The transcriptome of Escherichia coli Strain Nissle 1917 and EcN C6

Hyperuricemia is a highly prevalent disease with elevated urate (uric acid) level in the blood caused by metabolic disorder of purine, and is the most important risk factor for the development of gout. As about one third of urate is excreted by small intestine and cleared by intestinal microorganisms, modulating gut microbiota could be an alternative approach for hyperuricemia. In this study, we engineered a probiotic E. coli Nissle 1917 (EcN) strain named EcN C6 to degrade urate by inserting a FtsP-uricase cassette into an “insulated site” located between the uspG and ahpF genes.
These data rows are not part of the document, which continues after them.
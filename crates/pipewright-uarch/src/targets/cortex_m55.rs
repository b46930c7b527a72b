//! Arm Cortex-M55: single-issue Helium core processing 128-bit vectors in two
//! beats.

use pipewright_isa::{Arch, Instruction, Opcode, ARM_V81M};

use super::{feeds_accumulator, is_any_load, is_any_store, is_float_vector_op};
use crate::error::Result;
use crate::latency::{Latency, Relation};
use crate::model::{CostModel, CostTables};
use crate::resolver::Key;
use crate::units::{execution_units, ExecutionUnit, UnitRequirement};

execution_units! {
    pub enum Unit {
        Scalar => "SCALAR",
        Load => "LOAD",
        Store => "STORE",
        VecInt => "VEC_INT",
        VecMul => "VEC_MUL",
        VecFpAdd => "VEC_FPADD",
        VecFpMul => "VEC_FPMUL",
    }
}

fn is_float_mul(inst: &Instruction) -> bool {
    inst.is_float() && inst.is_vector_mul()
}

/// Cost model of the Cortex-M55.
#[derive(Debug, Clone)]
pub struct CortexM55 {
    tables: CostTables,
}

impl CortexM55 {
    /// Registry name.
    pub const NAME: &'static str = "Arm_Cortex_M55";

    /// Build the model with its tables filled in.
    pub fn new() -> Self {
        let CostTables {
            units,
            inverse_throughput,
            latency,
        } = CostTables::new(Self::NAME);

        let units = units
            .rule(Key::pred(is_float_mul), UnitRequirement::any(&[Unit::VecFpMul]))
            .rule(Key::pred(is_float_vector_op), UnitRequirement::any(&[Unit::VecFpAdd]))
            .rule(Key::pred(Instruction::is_vector_mul), UnitRequirement::any(&[Unit::VecMul]))
            .rule(Key::pred(Instruction::is_vector_add_sub), UnitRequirement::any(&[Unit::VecInt]))
            .rule(Key::pred(is_any_load), UnitRequirement::any(&[Unit::Load]))
            .rule(Key::pred(is_any_store), UnitRequirement::any(&[Unit::Store]))
            .rule(Key::ops(&[Opcode::Add, Opcode::Nop]), UnitRequirement::any(&[Unit::Scalar]));

        // Beat-wise execution: every 128-bit operation holds its unit for two ticks.
        let inverse_throughput = inverse_throughput
            .rule(
                Key::any([
                    Key::pred(Instruction::is_vector_mul),
                    Key::pred(Instruction::is_vector_add_sub),
                    Opcode::Vldrw.into(),
                    Opcode::Vstrw.into(),
                ]),
                2,
            )
            .rule(
                Key::any([
                    Key::pred(Instruction::is_stack_access),
                    Key::ops(&[Opcode::Add, Opcode::Nop]),
                ]),
                1,
            );

        let latency = latency
            .rule(Key::pred(is_float_mul), 3)
            .rule(Key::pred(is_float_vector_op), 2)
            .rule(Key::pred(Instruction::is_vector_mul), 2)
            .rule(Key::pred(Instruction::is_vector_add_sub), 1)
            .rule(Key::pred(is_any_load), 2)
            .rule(Key::pred(is_any_store), 1)
            .rule(Key::ops(&[Opcode::Add, Opcode::Nop]), 1);

        Self {
            tables: CostTables {
                units,
                inverse_throughput,
                latency,
            },
        }
    }
}

impl Default for CortexM55 {
    fn default() -> Self {
        Self::new()
    }
}

impl CostModel for CortexM55 {
    fn name(&self) -> &'static str {
        Self::NAME
    }

    fn arch(&self) -> &'static Arch {
        &ARM_V81M
    }

    fn issue_rate(&self) -> u32 {
        1
    }

    fn unit_names(&self) -> &'static [&'static str] {
        Unit::NAMES
    }

    fn tables(&self) -> &CostTables {
        &self.tables
    }

    fn get_latency(
        &self,
        src: &Instruction,
        output_index: usize,
        dst: &Instruction,
    ) -> Result<Latency> {
        let base = self.base_latency(src)?;
        if feeds_accumulator(src, output_index, dst) {
            // Back-to-back accumulation overlaps the beats of both instructions.
            if src.opcode() == Opcode::Vmla {
                return Ok(Latency::Paired {
                    cycles: 2,
                    relation: Relation::Exactly(2),
                });
            }
            if src.is_vector_mul() && !src.is_float() {
                return Ok(Latency::Cycles(1));
            }
        }
        Ok(Latency::Cycles(base))
    }
}

#[cfg(test)]
mod tests {
    use super::super::parse_as;
    use super::*;

    #[test]
    fn multiply_forwards_into_accumulator() {
        let model = CortexM55::new();
        let mul = parse_as(&ARM_V81M, "vmul.s32 q0, q1, q2", Opcode::Vmul);
        let mla = parse_as(&ARM_V81M, "vmla.s32 q0, q3, r1", Opcode::Vmla);
        let other = parse_as(&ARM_V81M, "vmla.s32 q4, q3, r1", Opcode::Vmla);

        assert_eq!(model.base_latency(&mul).unwrap(), 2);
        assert_eq!(model.get_latency(&mul, 0, &mla).unwrap(), Latency::Cycles(1));
        assert_eq!(model.get_latency(&mul, 0, &other).unwrap(), Latency::Cycles(2));
    }

    #[test]
    fn chained_accumulation_is_paired() {
        let model = CortexM55::new();
        let first = parse_as(&ARM_V81M, "vmla.s32 q0, q1, r1", Opcode::Vmla);
        let second = parse_as(&ARM_V81M, "vmla.s32 q0, q2, r2", Opcode::Vmla);
        let latency = model.get_latency(&first, 0, &second).unwrap();
        assert_eq!(latency.relation(), Some(Relation::Exactly(2)));
        assert_eq!(latency.cycles(), 2);
    }

    #[test]
    fn float_multiply_uses_fp_unit() {
        let model = CortexM55::new();
        let fmul = parse_as(&ARM_V81M, "vmul.f32 q0, q1, q2", Opcode::Vmul);
        let imul = parse_as(&ARM_V81M, "vmul.i32 q0, q1, q2", Opcode::Vmul);
        assert_eq!(
            model.get_units(&fmul).unwrap(),
            &UnitRequirement::any(&[Unit::VecFpMul])
        );
        assert_eq!(
            model.get_units(&imul).unwrap(),
            &UnitRequirement::any(&[Unit::VecMul])
        );
        assert_eq!(model.base_latency(&fmul).unwrap(), 3);
    }
}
Oral administration of EcN C6 successfully alleviated hyperuricemia and related symptoms in a purine-rich food-induced hyperuricemia rat model as well as an uox-knockout mouse model. Most importantly, expression of FtsP-uricase in this insulated site did not influence the probiotic property or global gene transcription of EcN and restored the gut microbiota disturbed by hyperuricemia in vivo, suggesting EcN C6 is a safe and effective therapeutic candidate for hyperuricemia treatment. These results support further clinical development of EcN C6 for hyperuricemia disorders. Overall design: To characterize the transcriptional profile of EcN and EcN C6, triplicate cultures of each strain were incubated overnight in LB broth at 37℃, named WT-1, WT-2, WT-3, C6-1, C6-2, C6-3. Overnight cultures were then diluted 100-fold in 4 mL LB broth and incubated for 2.5 hours. RNA was extracted using TRIzol reagent as described by manufacturer’s protocol (Invitrogen, USA). The rRNA in extracted RNA was removed by Ribo-off rRNA Depletion Kit (Vazyme, China). RNA library was constructed using a NEBNext® UltraTM Directional RNA Library Prep Kit for Illumina (NEB, USA) and was sequenced by Illumina HiSeq X Ten platform.